« Bien sûr, j’ai eu le sentiment de me pervertir en faisant ça » dit Olivia Ruiz à propos de la Star Academy, tout en racontant à longueur d’interview combien son passage dans cette émission l’a desservie. Car Olivia n’est pas un produit de la télé réalité, elle est rebelle, elle a des choses à dire. Et au moment où on commençait à la croire, à trouver courageux la manière dont elle s’est battue pour se débarrasser d’une supposée étiquette en forme de code-barre, qui voit-on vanter à longueur de couloirs de métro Coca-Cola Light ? La même petite victime de la société de consommation et de loisir, tout sourire.
Alors soit Mlle Ruiz est masochiste, ce qui n’est pas un défaut – une névrose au pire -, soit elle est dangereusement paradoxale.

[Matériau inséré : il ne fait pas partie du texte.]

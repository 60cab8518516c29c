//! Classification types shared by status and sync
//!
//! Every artifact of a destination is classified by comparing what is on disk
//! with what the source (or a generated builder) says should be there.

use serde::Serialize;
use skills_fs::NormalizedPath;

/// What an artifact is and how it reaches the destination
#[derive(Debug, Clone, Copy, PartialEq, Eq, Hash, Serialize)]
#[serde(rename_all = "snake_case")]
pub enum ArtifactKind {
    /// A component's `SKILL.md`, copied to `skills/<component>/SKILL.md`
    InstructionDoc,
    /// A hook script, copied to `hooks/` and marked executable
    Hook,
    /// A rule document, copied to `rules/`
    Rule,
    /// Generated `CLAUDE.md` referencing every active rule document
    InstructionIndex,
    /// `settings.json` with a rebuilt hook registration section
    Settings,
}

impl ArtifactKind {
    /// Generated artifacts are synthesized fresh instead of copied
    pub fn is_generated(self) -> bool {
        matches!(self, Self::InstructionIndex | Self::Settings)
    }

    /// Hook scripts get owner-executable permissions after every write
    pub fn is_executable(self) -> bool {
        matches!(self, Self::Hook)
    }
}

/// Result of comparing a destination artifact against its source
#[derive(Debug, Clone, Copy, PartialEq, Eq, Serialize)]
#[serde(rename_all = "snake_case")]
pub enum ArtifactState {
    /// Nothing at the destination path
    NotDeployed,
    /// Content digests are equal
    Synced,
    /// Present but different from the source
    Diverged,
}

/// Filesystem action implied by an artifact's state
#[derive(Debug, Clone, Copy, PartialEq, Eq, Serialize)]
#[serde(rename_all = "snake_case")]
pub enum SyncAction {
    /// Copy a source file that is not yet deployed
    Copy,
    /// Write a generated artifact that does not exist yet
    Create,
    /// Overwrite diverged content, last writer wins
    Update,
    Unchanged,
}

impl SyncAction {
    pub fn for_state(kind: ArtifactKind, state: ArtifactState) -> Self {
        match state {
            ArtifactState::Synced => Self::Unchanged,
            ArtifactState::Diverged => Self::Update,
            ArtifactState::NotDeployed if kind.is_generated() => Self::Create,
            ArtifactState::NotDeployed => Self::Copy,
        }
    }

    /// Whether applying this action mutates the destination
    pub fn is_change(self) -> bool {
        self != Self::Unchanged
    }
}

/// Classification of one artifact at one destination
#[derive(Debug, Clone, PartialEq, Eq, Serialize)]
pub struct ArtifactReport {
    pub kind: ArtifactKind,
    /// Owning component; `None` for generated artifacts
    pub component: Option<String>,
    /// Destination-relative label, e.g. `hooks/notify-stop.sh`
    pub label: String,
    /// Absolute destination path
    pub path: NormalizedPath,
    pub state: ArtifactState,
    pub action: SyncAction,
}

/// All artifacts of one destination, in processing order
#[derive(Debug, Clone, PartialEq, Eq, Serialize)]
pub struct DestinationReport {
    /// Destination as written in the configuration
    pub destination: String,
    /// Resolved destination directory
    pub path: NormalizedPath,
    /// Whether the destination directory existed before the run
    pub exists: bool,
    pub artifacts: Vec<ArtifactReport>,
}

impl DestinationReport {
    /// Artifacts whose action is not `Unchanged`
    pub fn changes(&self) -> impl Iterator<Item = &ArtifactReport> {
        self.artifacts.iter().filter(|a| a.action.is_change())
    }
}

/// Read-only classification of every destination
#[derive(Debug, Clone, Default, PartialEq, Eq, Serialize)]
pub struct StatusReport {
    /// Configured component names with no matching catalog entry
    pub missing_components: Vec<String>,
    pub destinations: Vec<DestinationReport>,
}

impl StatusReport {
    /// Whether every deployed artifact is synced and every destination exists
    pub fn is_synced(&self) -> bool {
        self.destinations
            .iter()
            .all(|d| d.exists && d.artifacts.iter().all(|a| a.state == ArtifactState::Synced))
    }
}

Dangereusement en ce qu’elle est le reflet d’une certaine jeunesse en manque de principes, capable d’idolâtrer Nicolas Hulot tout en roulant en 4×4 et en installant des convecteurs électriques, capable de prendre position pour les sans-papiers tout en faisant ses courses en grande surface (qui pressurent honteusement leurs salariés les plus précaires, faut-il le rappeler), capable de défendre le commerce équitable au cours de dîners bobos aux Abbesses tout en se vendant à Coca-Cola.

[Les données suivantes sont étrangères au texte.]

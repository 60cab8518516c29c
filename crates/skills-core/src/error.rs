//! Error types for skills-core

use std::path::PathBuf;

/// Result type for skills-core operations
pub type Result<T> = std::result::Result<T, Error>;

/// Errors that can occur in skills-core operations
#[derive(Debug, thiserror::Error)]
pub enum Error {
    /// A catalog directory could not be listed
    #[error("Failed to read component directory {path}: {source}")]
    Catalog {
        path: PathBuf,
        #[source]
        source: std::io::Error,
    },

    /// Settings document could not be serialized
    #[error("Failed to render settings for {path}: {source}")]
    Settings {
        path: PathBuf,
        #[source]
        source: serde_json::Error,
    },

    // Transparent wrappers for underlying crate errors
    /// Filesystem error from skills-fs
    #[error(transparent)]
    Fs(#[from] skills_fs::Error),

    /// Standard I/O error
    #[error(transparent)]
    Io(#[from] std::io::Error),
}
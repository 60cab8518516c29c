//! Sync configuration
//!
//! `config.yaml` declares which catalog components are enabled and which
//! destination directories receive them:
//!
//! ```yaml
//! components:
//!   - git-safety
//!   - notifications
//! destinations:
//!   - ~/.claude
//! ```
//!
//! The file is read once per run and is read-only to the engine.

mod manifest;

pub use manifest::Config;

Cette génération semble incapable de relier les faits entre eux, d’établir des liens de cause à effet, de comprendre, en un mot, que tout est lié et que nous avons chacun un devoir d’exemplarité en mettant en accord nos discours et le moindre des actes de notre vie quotidienne. Il est facile de brocarder Jacques Chirac se posant en héraut de la justice, alors qu’il est de notoriété publique que l’homme est un margoulin de classe mondiale ; mais nul ne peut s’arroger ce droit s’il n’est exempt de tout reproche. Si vous téléchargez illégalement de la musique, si vous faites jouer vos relations pour ne pas payer un PV, si vous mentez sur votre déclaration de revenus, vous êtes à classer dans la même catégorie que notre futur ex-président. D’ailleurs, le fait que Nicolas Sarkozy ait profité de sa position de maire de Neuilly pour faire de la spéculation immobilière ne semble pas émouvoir grand monde au pays de Robespierre et Saint-Just, alors qu’il me semble que ce monsieur devrait d’office être inéligible.

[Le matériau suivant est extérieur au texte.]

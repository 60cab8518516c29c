//! Tests for component discovery and configuration loading

use pretty_assertions::assert_eq;
use rstest::rstest;
use skills_core::{Config, ProjectLayout, discover};
use skills_fs::NormalizedPath;
use skills_test_utils::TestCatalog;
use std::fs;

fn layout(catalog: &TestCatalog) -> ProjectLayout {
    ProjectLayout::new(NormalizedPath::new(catalog.root()))
}

#[test]
fn test_discover_sorted_with_flags() {
    let catalog = TestCatalog::new();
    catalog.add_file("notify", "hooks/notify-stop.sh", "#!/bin/bash\n");
    catalog.add_file("git-safety", "SKILL.md", "# Git safety\n");
    catalog.add_file("git-safety", "rules/commits.md", "x\n");
    catalog.add_file("git-safety", "templates/pr.md", "x\n");
    catalog.add_empty_component("empty");
    // Loose files at the catalog root are not components
    fs::write(catalog.root().join("components/README.md"), "catalog\n").unwrap();

    let components = discover(&layout(&catalog).components_dir()).unwrap();

    let names: Vec<&str> = components.iter().map(|c| c.name.as_str()).collect();
    assert_eq!(names, vec!["empty", "git-safety", "notify"]);

    let empty = &components[0];
    assert!(!empty.has_instruction_doc && !empty.has_hooks && !empty.has_rules);

    let git = &components[1];
    assert!(git.has_instruction_doc);
    assert!(git.has_rules);
    assert!(git.has_templates);
    assert!(!git.has_hooks);

    let notify = &components[2];
    assert!(notify.has_hooks);
    assert!(!notify.has_instruction_doc);
}

#[test]
fn test_hook_and_rule_filters() {
    let catalog = TestCatalog::new();
    catalog.add_file("mixed", "hooks/b.sh", "");
    catalog.add_file("mixed", "hooks/a.sh", "");
    catalog.add_file("mixed", "hooks/README.md", "");
    catalog.add_file("mixed", "rules/style.md", "");
    catalog.add_file("mixed", "rules/style.local.md", "");
    catalog.add_file("mixed", "rules/notes.txt", "");

    let components = discover(&layout(&catalog).components_dir()).unwrap();
    let mixed = &components[0];

    assert_eq!(mixed.hook_scripts().unwrap(), vec!["a.sh", "b.sh"]);
    assert_eq!(mixed.rule_documents().unwrap(), vec!["style.md"]);
}

#[test]
fn test_missing_config_is_empty() {
    let catalog = TestCatalog::new();
    let config = Config::load(&layout(&catalog).config_path()).unwrap();
    assert!(config.components().is_empty());
    assert!(config.destinations().is_empty());
}

#[rstest]
#[case("components:\n  - a\n  - b\n  - a\ndestinations:\n  - ~/.claude\n", &["a", "b"], &["~/.claude"])]
#[case("components: []\n", &[], &[])]
#[case("destinations:\n  - /srv/agent\n", &[], &["/srv/agent"])]
#[case("components:\n  - a\n  - 3\n  - null\n", &["a"], &[])]
fn test_config_parsing(
    #[case] yaml: &str,
    #[case] components: &[&str],
    #[case] destinations: &[&str],
) {
    let catalog = TestCatalog::new();
    fs::write(catalog.root().join("config.yaml"), yaml).unwrap();

    let config = Config::load(&layout(&catalog).config_path()).unwrap();

    assert_eq!(config.components(), components);
    assert_eq!(config.destinations(), destinations);
}

#[test]
fn test_malformed_config_is_an_error() {
    let catalog = TestCatalog::new();
    fs::write(catalog.root().join("config.yaml"), "components: [a\n").unwrap();

    assert!(Config::load(&layout(&catalog).config_path()).is_err());
}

« Chaque jour sur terre, les hommes s’assument de moins en moins
Que peuvent-ils encore faire pour mieux éclairer nos destins
Leurs desseins sont clairs, c’est le billet vert, la bourse des vauriens
Et le monde des affaires, qui chaque jour s’affaire, les autres ça fait rien » chante Olivia Ruiz dans Qui sommes-nous ?, avant de demander en fin de refrain « Qu’attendons-nous ? »
On attend que vous nous montriez la voie, Olivia. C’est en partie le rôle d’un artiste (cf Albert Camus, L’homme révolté)
Non ?
Un commentaire
Oui, nous sommes tous ou presque tous, esprits avisés ou pas, pétris de contradiction. Entre vœux pieux, idéal, aspirations et pratique du quotidien, face aux réalités du moment, on tente de tracer sa route en se donnant bonne conscience avec ses « dires » plus qu’avec ses « faire ».
L’important reste l’enthousiasme qui nous fait nous extasier un instant pour ce qui est créatif inspiré par les lis éternelles du Beau, du Bon, du Vrai.